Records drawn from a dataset
== == ==

//! Enhanced-analysis enrichment service.
//!
//! `POST /v1/unified/batch-predictions` with the candidate projections as a
//! JSON array. The response is an array (or `{"predictions": [...]}`) of
//! prediction records keyed by projection id. Records without an id are
//! matched to the request by position. A response in which no record
//! lands on a requested projection counts as no enrichment at all.

use anyhow::{Context, Result};
use async_trait::async_trait;
use serde::Deserialize;
use serde_json::Value;
use std::collections::HashMap;
use tracing::debug;

use super::client::{unwrap_list, BackendClient};
use super::EnrichmentService;
use crate::types::{EnrichedProjection, Prediction, Projection};

const PREDICTIONS_PATH: &str = "/v1/unified/batch-predictions";
const LIST_KEYS: &[&str] = &["predictions", "data", "results"];

/// One prediction record. Fields may be nested under `prediction` or sit
/// at the top level next to the id.
#[derive(Debug, Deserialize)]
struct PredictionRecord {
    #[serde(default, alias = "prop_id", alias = "projection_id")]
    id: Option<Value>,
    #[serde(default)]
    prediction: Option<Prediction>,
    #[serde(flatten)]
    inline: Prediction,
}

impl PredictionRecord {
    fn id(&self) -> Option<String> {
        match self.id.as_ref()? {
            Value::String(s) => Some(s.clone()),
            Value::Number(n) => Some(n.to_string()),
            _ => None,
        }
    }

    fn into_prediction(self) -> Option<Prediction> {
        let prediction = self.prediction.unwrap_or(self.inline);
        (prediction != Prediction::default()).then_some(prediction)
    }
}

/// HTTP `EnrichmentService` against the analytics backend.
pub struct HttpEnrichmentService {
    backend: BackendClient,
}

impl HttpEnrichmentService {
    pub fn new(backend: BackendClient) -> Self {
        Self { backend }
    }

    fn attach(projections: &[Projection], body: Value) -> Result<Vec<EnrichedProjection>> {
        let records = unwrap_list(body, LIST_KEYS)?;
        if records.is_empty() {
            return Ok(Vec::new());
        }

        let mut by_id: HashMap<String, Prediction> = HashMap::new();
        let mut by_position: HashMap<usize, Prediction> = HashMap::new();
        for (idx, raw) in records.into_iter().enumerate() {
            let record: PredictionRecord = match serde_json::from_value(raw) {
                Ok(r) => r,
                Err(e) => {
                    debug!(index = idx, error = %e, "Skipping malformed prediction record");
                    continue;
                }
            };
            let id = record.id();
            if let Some(prediction) = record.into_prediction() {
                match id {
                    Some(id) => {
                        by_id.insert(id, prediction);
                    }
                    None => {
                        by_position.insert(idx, prediction);
                    }
                }
            }
        }

        if by_id.is_empty() && by_position.is_empty() {
            debug!("Prediction response carried no usable predictions");
            return Ok(Vec::new());
        }

        let enriched: Vec<EnrichedProjection> = projections
            .iter()
            .enumerate()
            .map(|(idx, p)| EnrichedProjection {
                projection: p.clone(),
                prediction: by_id
                    .remove(&p.id)
                    .or_else(|| by_position.remove(&idx)),
            })
            .collect();

        if enriched.iter().any(EnrichedProjection::is_enriched) {
            Ok(enriched)
        } else {
            debug!("No prediction matched a requested projection");
            Ok(Vec::new())
        }
    }
}

#[async_trait]
impl EnrichmentService for HttpEnrichmentService {
    async fn enrich_batch(&self, projections: &[Projection]) -> Result<Vec<EnrichedProjection>> {
        if projections.is_empty() {
            return Ok(Vec::new());
        }
        let body: Value = self
            .backend
            .post_json(PREDICTIONS_PATH, projections)
            .await
            .with_context(|| format!("Enrichment failed for {} projections", projections.len()))?;
        Self::attach(projections, body)
    }
}
//! PROPLINE: sport-aware projection acquisition pipeline
//!
//! Library crate exposing all modules for use by integration tests
//! and the binary entry point.

pub mod config;
pub mod types;
pub mod services;
pub mod resilience;
pub mod engine;
pub mod dashboard;
//! Projection source: paged odds-comparison records.
//!
//! `GET /mlb/odds-comparison/?market_type=&sport=&limit=&offset=&stat_types=`
//!
//! Returns either a bare array or `{"data": [...]}` / `{"props": [...]}`.
//! Records are normalised into `Projection`s here; records the pipeline
//! cannot identify are dropped with a debug log.

use anyhow::{Context, Result};
use async_trait::async_trait;
use serde_json::Value;
use tracing::debug;

use super::client::{unwrap_list, BackendClient};
use super::{BatchQuery, ProjectionSource};
use crate::types::Projection;

const ODDS_PATH: &str = "/mlb/odds-comparison/";
const LIST_KEYS: &[&str] = &["data", "props", "projections"];

/// HTTP `ProjectionSource` against the analytics backend.
pub struct HttpProjectionSource {
    backend: BackendClient,
}

impl HttpProjectionSource {
    pub fn new(backend: BackendClient) -> Self {
        Self { backend }
    }

    fn path_for(query: &BatchQuery) -> String {
        let mut path = format!(
            "{ODDS_PATH}?market_type={}&sport={}&limit={}&offset={}",
            urlencoding::encode(&query.prop_type),
            urlencoding::encode(query.sport.id()),
            query.limit,
            query.offset,
        );
        if !query.stat_types.is_empty() {
            path.push_str("&stat_types=");
            path.push_str(&urlencoding::encode(&query.stat_types.join(",")));
        }
        path
    }

    fn normalise(body: Value) -> Result<Vec<Projection>> {
        let records = unwrap_list(body, LIST_KEYS)?;
        let total = records.len();
        let projections: Vec<Projection> = records.iter().filter_map(Projection::from_raw).collect();
        if projections.len() < total {
            debug!(
                dropped = total - projections.len(),
                total,
                "Dropped projection records without a player"
            );
        }
        Ok(projections)
    }
}

#[async_trait]
impl ProjectionSource for HttpProjectionSource {
    async fn fetch_batch(&self, query: &BatchQuery) -> Result<Vec<Projection>> {
        let body: Value = self
            .backend
            .get_json(&Self::path_for(query))
            .await
            .with_context(|| {
                format!("Projection batch failed for {} at offset {}", query.sport, query.offset)
            })?;
        Self::normalise(body)
    }
}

== == ==

Problem details:
Your answer consists solely of the lines from the top of the records above through the line that contains "fn attach(projections: &[Projection], body: Value)", each echoed exactly.

Finished exercise:
//! Enhanced-analysis enrichment service.
//!
//! `POST /v1/unified/batch-predictions` with the candidate projections as a
//! JSON array. The response is an array (or `{"predictions": [...]}`) of
//! prediction records keyed by projection id. Records without an id are
//! matched to the request by position. A response in which no record
//! lands on a requested projection counts as no enrichment at all.

use anyhow::{Context, Result};
use async_trait::async_trait;
use serde::Deserialize;
use serde_json::Value;
use std::collections::HashMap;
use tracing::debug;

use super::client::{unwrap_list, BackendClient};
use super::EnrichmentService;
use crate::types::{EnrichedProjection, Prediction, Projection};

const PREDICTIONS_PATH: &str = "/v1/unified/batch-predictions";
const LIST_KEYS: &[&str] = &["predictions", "data", "results"];

/// One prediction record. Fields may be nested under `prediction` or sit
/// at the top level next to the id.
#[derive(Debug, Deserialize)]
struct PredictionRecord {
    #[serde(default, alias = "prop_id", alias = "projection_id")]
    id: Option<Value>,
    #[serde(default)]
    prediction: Option<Prediction>,
    #[serde(flatten)]
    inline: Prediction,
}

impl PredictionRecord {
    fn id(&self) -> Option<String> {
        match self.id.as_ref()? {
            Value::String(s) => Some(s.clone()),
            Value::Number(n) => Some(n.to_string()),
            _ => None,
        }
    }

    fn into_prediction(self) -> Option<Prediction> {
        let prediction = self.prediction.unwrap_or(self.inline);
        (prediction != Prediction::default()).then_some(prediction)
    }
}

/// HTTP `EnrichmentService` against the analytics backend.
pub struct HttpEnrichmentService {
    backend: BackendClient,
}

impl HttpEnrichmentService {
    pub fn new(backend: BackendClient) -> Self {
        Self { backend }
    }

    fn attach(projections: &[Projection], body: Value) -> Result<Vec<EnrichedProjection>> {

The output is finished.